> [Extracted data entries]:
------------------------------------------------------------
//! Curfew configuration: the daily shutdown time, notification lead times,
//! and the title/subtitle templates shown to observers.
//!
//! Loaded from a YAML file. A commented default file is written on first
//! start so operators have something to edit.

use std::collections::BTreeSet;
use std::fs;
use std::path::Path;

use serde::{Deserialize, Serialize};
use tracing::{info, warn};

use crate::error::ConfigError;

/// Default config file contents written by [`CurfewConfig::load_or_init`].
const DEFAULT_CONFIG_YAML: &str = "\
# Daily shutdown time, 24-hour HH:MM:SS.
time: \"00:00:00\"

# Title and subtitle shown to observers at each notification.
# {REMAINING} is replaced with the remaining time as MM:SS.
# &-prefixed color codes are translated (e.g. &c = red).
title: \"&cShutdown in {REMAINING}\"
subtitle: \"&7save your work\"

# Lead times in seconds before the shutdown at which to notify.
notifications:
  - 300
  - 60
  - 10
";

fn default_time() -> String {
    "00:00:00".to_string()
}

/// The curfew schedule configuration, immutable per load.
#[derive(Debug, Clone, PartialEq, Eq, Serialize, Deserialize)]
pub struct CurfewConfig {
    /// Shutdown time of day as `HH:MM:SS` (24-hour).
    #[serde(default = "default_time")]
    pub time: String,
    /// Notification title template (`{REMAINING}` placeholder).
    #[serde(default)]
    pub title: String,
    /// Notification subtitle template (`{REMAINING}` placeholder).
    #[serde(default)]
    pub subtitle: String,
    /// Lead times in seconds before the shutdown. Duplicates are ignored.
    #[serde(default)]
    pub notifications: Vec<u32>,
}

impl Default for CurfewConfig {
    fn default() -> Self {
        Self {
            time: default_time(),
            title: String::new(),
            subtitle: String::new(),
            notifications: Vec::new(),
        }
    }
}

impl CurfewConfig {
    /// Parse a config from a YAML string.
    pub fn from_yaml(contents: &str) -> Result<Self, ConfigError> {
        Ok(serde_yaml::from_str(contents)?)
    }

    /// Load the config from a YAML file.
    pub fn load(path: &Path) -> Result<Self, ConfigError> {
        let contents = fs::read_to_string(path)?;
        Self::from_yaml(&contents)
    }

    /// Load the config, writing a commented default file first if none exists.
    pub fn load_or_init(path: &Path) -> Result<Self, ConfigError> {
        if !path.exists() {
            if let Some(parent) = path.parent() {
                fs::create_dir_all(parent)?;
            }
            fs::write(path, DEFAULT_CONFIG_YAML)?;
            info!(path = %path.display(), "wrote default config file");
        }
        Self::load(path)
    }

    /// Deduplicated lead times, ascending.
    pub fn lead_times(&self) -> BTreeSet<u32> {
        let set: BTreeSet<u32> = self.notifications.iter().copied().collect();
        if set.len() != self.notifications.len() {
            warn!(
                configured = self.notifications.len(),
                unique = set.len(),
                "duplicate notification lead times ignored"
            );
        }
        set
    }

    /// Print a summary for startup logs.
    pub fn log_summary(&self) {
        info!("Config loaded:");
        info!("  time:          {}", self.time);
        info!("  title:         {:?}", self.title);
        info!("  subtitle:      {:?}", self.subtitle);
        info!("  notifications: {:?}", self.lead_times());
    }
}
//! Abstract deferred-callback facility and its tokio implementation.
//!
//! The controller never sleeps or spawns directly; it schedules one-shot
//! firings through a [`TimerDriver`] so it can be exercised in tests with
//! a simulated clock.

use std::collections::HashMap;
use std::sync::atomic::{AtomicU64, Ordering};
use std::sync::{Arc, Mutex};

use chrono::{DateTime, Utc};
use futures::future::BoxFuture;

/// The body of a scheduled firing.
pub type TimerFiring = BoxFuture<'static, ()>;

/// Opaque handle to an installed one-shot timer.
#[derive(Debug, Clone, Copy, PartialEq, Eq, Hash)]
pub struct TimerHandle(u64);

impl TimerHandle {
    /// Build a handle from a raw id. For [`TimerDriver`] implementations.
    pub fn from_raw(id: u64) -> Self {
        Self(id)
    }

    /// The raw id backing this handle.
    pub fn raw(self) -> u64 {
        self.0
    }
}

/// One-shot deferred-callback facility.
///
/// Installation and cancellation are infallible by contract; `cancel` is
/// idempotent and a no-op for handles that already fired.
pub trait TimerDriver: Send + Sync {
    /// The ambient clock.
    fn now(&self) -> DateTime<Utc>;

    /// Install `firing` to run once after `delay`. Zero or negative delays
    /// are treated as zero: the firing still runs, immediately.
    fn after(&self, delay: chrono::Duration, firing: TimerFiring) -> TimerHandle;

    /// Cancel an installed firing. Prevents any not-yet-started firing from
    /// running; cannot interrupt one already executing.
    fn cancel(&self, handle: TimerHandle);
}

/// Tokio-backed [`TimerDriver`]: one spawned task per firing.
///
/// A firing claims its own table entry just before executing, so a
/// cancellation racing a due firing either aborts it before it starts or
/// does nothing. A firing never runs twice.
pub struct TokioTimers {
    next_id: AtomicU64,
    tasks: Arc<Mutex<HashMap<u64, tokio::task::AbortHandle>>>,
}

impl TokioTimers {
    pub fn new() -> Self {
        Self {
            next_id: AtomicU64::new(0),
            tasks: Arc::new(Mutex::new(HashMap::new())),
        }
    }

    /// Number of installed firings that have neither run nor been cancelled.
    pub fn pending(&self) -> usize {
        self.tasks.lock().expect("timer table lock poisoned").len()
    }
}

impl Default for TokioTimers {
    fn default() -> Self {
        Self::new()
    }
}

impl TimerDriver for TokioTimers {
    fn now(&self) -> DateTime<Utc> {
        Utc::now()
    }

    fn after(&self, delay: chrono::Duration, firing: TimerFiring) -> TimerHandle {
        let id = self.next_id.fetch_add(1, Ordering::Relaxed);
        // Negative delays (clock drift between plan build and install)
        // collapse to zero: the firing runs immediately, never skipped.
        let sleep = delay.to_std().unwrap_or(std::time::Duration::ZERO);

        let tasks = Arc::clone(&self.tasks);
        // The table lock is held across spawn + insert. A zero-delay task
        // can reach its claim before this function returns; blocking the
        // claim on the same lock guarantees the entry is in the table by
        // the time the claim is evaluated, so the firing is never lost.
        let mut table = self.tasks.lock().expect("timer table lock poisoned");
        let task = tokio::spawn(async move {
            tokio::time::sleep(sleep).await;
            // Claim the entry before running: a cancel that arrives from
            // here on is a no-op instead of an interruption.
            let claimed = tasks
                .lock()
                .expect("timer table lock poisoned")
                .remove(&id)
                .is_some();
            if claimed {
                firing.await;
            }
        });
        table.insert(id, task.abort_handle());
        TimerHandle(id)
    }

    fn cancel(&self, handle: TimerHandle) {
        let removed = self
            .tasks
            .lock()
            .expect("timer table lock poisoned")
            .remove(&handle.0);
        if let Some(task) = removed {
            task.abort();
        }
    }
}
//! Notification plan derivation.
//!
//! Given the resolved shutdown instant and the configured lead times,
//! produces the set of notification firings that still lie in the future.

use std::collections::BTreeSet;

use chrono::{DateTime, Utc};

/// A single planned notification: when to fire and which lead time it
/// announces.
#[derive(Debug, Clone, Copy, PartialEq, Eq)]
pub struct NotificationFiring {
    /// Absolute instant the notification fires (`target - lead_secs`).
    pub fire_at: DateTime<Utc>,
    /// Seconds of remaining time this notification announces.
    pub lead_secs: u32,
}

/// Build the notification plan for one schedule generation.
///
/// Each lead time maps to `fire_at = target - lead_secs`. Firings whose
/// instant is at or before `now` are dropped: they are never fired late
/// and never batched. The result is sorted ascending by `fire_at`.
pub fn build_plan(
    now: DateTime<Utc>,
    target: DateTime<Utc>,
    lead_times: &BTreeSet<u32>,
) -> Vec<NotificationFiring> {
    let mut plan: Vec<NotificationFiring> = lead_times
        .iter()
        .map(|&lead_secs| NotificationFiring {
            fire_at: target - chrono::Duration::seconds(i64::from(lead_secs)),
            lead_secs,
        })
        .filter(|firing| firing.fire_at > now)
        .collect();
    plan.sort_by_key(|firing| firing.fire_at);
    plan
}
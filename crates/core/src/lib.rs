//! Shared configuration types for the curfew daemon.

pub mod config;
pub mod error;

pub use config::CurfewConfig;
pub use error::ConfigError;
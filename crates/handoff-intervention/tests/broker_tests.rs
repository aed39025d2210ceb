//! Broker Tests
//!
//! Cross-thread handoff, race resolution and pending-set properties.

use handoff_intervention::prelude::*;
use handoff_intervention::BrokerError;
use proptest::prelude::*;
use std::sync::{Arc, Barrier};
use std::thread;
use std::time::Duration;

#[derive(Debug, Clone)]
enum Op {
    Resolve(bool),
    Cancel,
}

fn op_strategy() -> impl Strategy<Value = Op> {
    prop_oneof![any::<bool>().prop_map(Op::Resolve), Just(Op::Cancel)]
}

#[test]
fn test_worker_receives_concurrent_response() {
    let broker = InterventionBroker::new();
    let handle = broker
        .publish(InterventionRequest::yes_no("Replace modified files?"))
        .unwrap();
    let id = handle.id();

    let worker = thread::spawn(move || handle.wait_blocking());

    let responder = {
        let broker = broker.clone();
        thread::spawn(move || {
            thread::sleep(Duration::from_millis(10));
            broker.resolve(id, InterventionResponse::Text("yes".into()))
        })
    };

    assert_eq!(responder.join().unwrap().unwrap(), Settle::Applied);
    assert_eq!(
        worker.join().unwrap(),
        Resolution::Responded(InterventionResponse::Text("yes".into()))
    );

    // Late cancel changes nothing
    assert_eq!(broker.cancel(id).unwrap(), Settle::AlreadyHandled);
    assert_eq!(broker.stats().responded, 1);
    assert_eq!(broker.stats().cancelled, 0);
}

#[test]
fn test_racing_resolutions_have_single_winner() {
    for _ in 0..50 {
        let broker = InterventionBroker::new();
        let handle = broker
            .publish(InterventionRequest::confirmation("Continue install?"))
            .unwrap();
        let id = handle.id();
        let barrier = Arc::new(Barrier::new(2));

        let resolver = {
            let broker = broker.clone();
            let barrier = Arc::clone(&barrier);
            thread::spawn(move || {
                barrier.wait();
                broker.resolve(id, InterventionResponse::Confirmed).unwrap()
            })
        };
        let canceller = {
            let broker = broker.clone();
            let barrier = Arc::clone(&barrier);
            thread::spawn(move || {
                barrier.wait();
                broker.cancel(id).unwrap()
            })
        };

        let resolved = resolver.join().unwrap();
        let cancelled = canceller.join().unwrap();
        assert_ne!(resolved.applied(), cancelled.applied());

        let outcome = handle.wait_blocking();
        if resolved.applied() {
            assert_eq!(outcome, Resolution::Responded(InterventionResponse::Confirmed));
        } else {
            assert_eq!(outcome, Resolution::Cancelled(CancelReason::Requested));
        }
    }
}

#[test]
fn test_worker_panic_abandons_intervention() {
    let broker = InterventionBroker::new();
    let (tx, rx) = std::sync::mpsc::channel();

    let worker = {
        let broker = broker.clone();
        thread::spawn(move || {
            let handle = broker
                .publish(InterventionRequest::confirmation("never answered"))
                .unwrap();
            tx.send(handle.id()).unwrap();
            panic!("pipeline stage failed");
        })
    };

    let id = rx.recv().unwrap();
    assert!(worker.join().is_err());
    assert!(broker.is_handled(id).unwrap());
    assert!(broker.pending().is_empty());
    assert_eq!(broker.stats().abandoned, 1);
}

#[tokio::test]
async fn test_aborted_task_abandons_intervention() {
    let broker = InterventionBroker::new();
    let handle = broker
        .publish(InterventionRequest::confirmation("wait forever"))
        .unwrap();
    let id = handle.id();

    let task = tokio::spawn(async move { handle.wait().await });
    tokio::task::yield_now().await;
    task.abort();
    let _ = task.await;

    assert!(broker.is_handled(id).unwrap());
    assert_eq!(broker.stats().abandoned, 1);
}

#[tokio::test]
async fn test_raise_with_default_timeout() {
    let broker = InterventionBroker::with_config(
        BrokerConfig::new().with_default_timeout(Duration::from_millis(20)),
    );

    let resolution = broker
        .raise(InterventionRequest::confirmation("nobody is watching"))
        .await
        .unwrap();

    assert_eq!(resolution, Resolution::Cancelled(CancelReason::TimedOut));
    assert_eq!(broker.pending_count(), 0);
}

#[tokio::test]
async fn test_raise_answered_from_feed() {
    use futures::StreamExt;

    let broker = InterventionBroker::new();
    let responder = {
        let broker = broker.clone();
        tokio::spawn(async move {
            let mut feed = broker.pending_sequence();
            while let Some(snapshot) = feed.next().await {
                if let Some(front) = snapshot.first() {
                    return broker.resolve(front.id, InterventionResponse::Chosen(1));
                }
            }
            unreachable!("feed ended before an intervention appeared")
        })
    };

    let resolution = broker
        .raise(InterventionRequest::choice("Pick", ["a", "b"]))
        .await
        .unwrap();

    assert_eq!(resolution, Resolution::Responded(InterventionResponse::Chosen(1)));
    assert_eq!(responder.await.unwrap().unwrap(), Settle::Applied);
}

#[test]
fn test_raise_blocking_saturated() {
    let broker = InterventionBroker::with_config(BrokerConfig::new().with_max_pending(0));
    let err = broker
        .raise_blocking(InterventionRequest::confirmation("x"))
        .unwrap_err();
    assert_eq!(err, BrokerError::Saturated { limit: 0 });
}

proptest! {
    #[test]
    fn prop_first_resolution_decides_outcome(ops in prop::collection::vec(op_strategy(), 1..8)) {
        let broker = InterventionBroker::new();
        let handle = broker.publish(InterventionRequest::yes_no("q")).unwrap();
        let id = handle.id();

        let settles: Vec<Settle> = ops
            .iter()
            .map(|op| match op {
                Op::Resolve(answer) => broker.resolve(id, InterventionResponse::Answer(*answer)).unwrap(),
                Op::Cancel => broker.cancel(id).unwrap(),
            })
            .collect();

        prop_assert_eq!(settles[0], Settle::Applied);
        prop_assert!(settles[1..].iter().all(|s| *s == Settle::AlreadyHandled));

        let expected = match &ops[0] {
            Op::Resolve(answer) => Resolution::Responded(InterventionResponse::Answer(*answer)),
            Op::Cancel => Resolution::Cancelled(CancelReason::Requested),
        };
        prop_assert_eq!(handle.wait_blocking(), expected);
    }

    #[test]
    fn prop_pending_never_contains_handled(
        count in 1usize..12,
        resolved in prop::collection::vec(any::<bool>(), 12),
    ) {
        let broker = InterventionBroker::new();
        let handles: Vec<_> = (0..count)
            .map(|i| broker.publish(InterventionRequest::confirmation(format!("step {i}"))).unwrap())
            .collect();

        for (handle, resolve) in handles.iter().zip(&resolved) {
            if *resolve {
                broker.cancel(handle.id()).unwrap();
            }
        }

        let pending = broker.pending();
        for intervention in &pending {
            prop_assert!(!broker.is_handled(intervention.id).unwrap());
        }
        for handle in &handles {
            let listed = pending.iter().any(|i| i.id == handle.id());
            prop_assert_eq!(listed, !handle.is_handled());
        }
        let expected = resolved.iter().take(count).filter(|r| !**r).count();
        prop_assert_eq!(pending.len(), expected);

        // Publication order is preserved among the survivors
        let seqs: Vec<u64> = pending.iter().map(|i| i.id.seq).collect();
        let mut sorted = seqs.clone();
        sorted.sort_unstable();
        prop_assert_eq!(seqs, sorted);
    }
}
------------------------------------------------------------
> [REQUIRED WORK]: Your answer should consist of the lines from the line with "pub fn log_summary(&self)" to the line with "#[derive(Debug, Clone, Copy, PartialEq, Eq, Hash)]" above, repeated exactly, both ends included.

> [RESPONSE TO THIS TASK]:
    pub fn log_summary(&self) {
        info!("Config loaded:");
        info!("  time:          {}", self.time);
        info!("  title:         {:?}", self.title);
        info!("  subtitle:      {:?}", self.subtitle);
        info!("  notifications: {:?}", self.lead_times());
    }
}
//! Abstract deferred-callback facility and its tokio implementation.
//!
//! The controller never sleeps or spawns directly; it schedules one-shot
//! firings through a [`TimerDriver`] so it can be exercised in tests with
//! a simulated clock.

use std::collections::HashMap;
use std::sync::atomic::{AtomicU64, Ordering};
use std::sync::{Arc, Mutex};

use chrono::{DateTime, Utc};
use futures::future::BoxFuture;

/// The body of a scheduled firing.
pub type TimerFiring = BoxFuture<'static, ()>;

/// Opaque handle to an installed one-shot timer.
#[derive(Debug, Clone, Copy, PartialEq, Eq, Hash)]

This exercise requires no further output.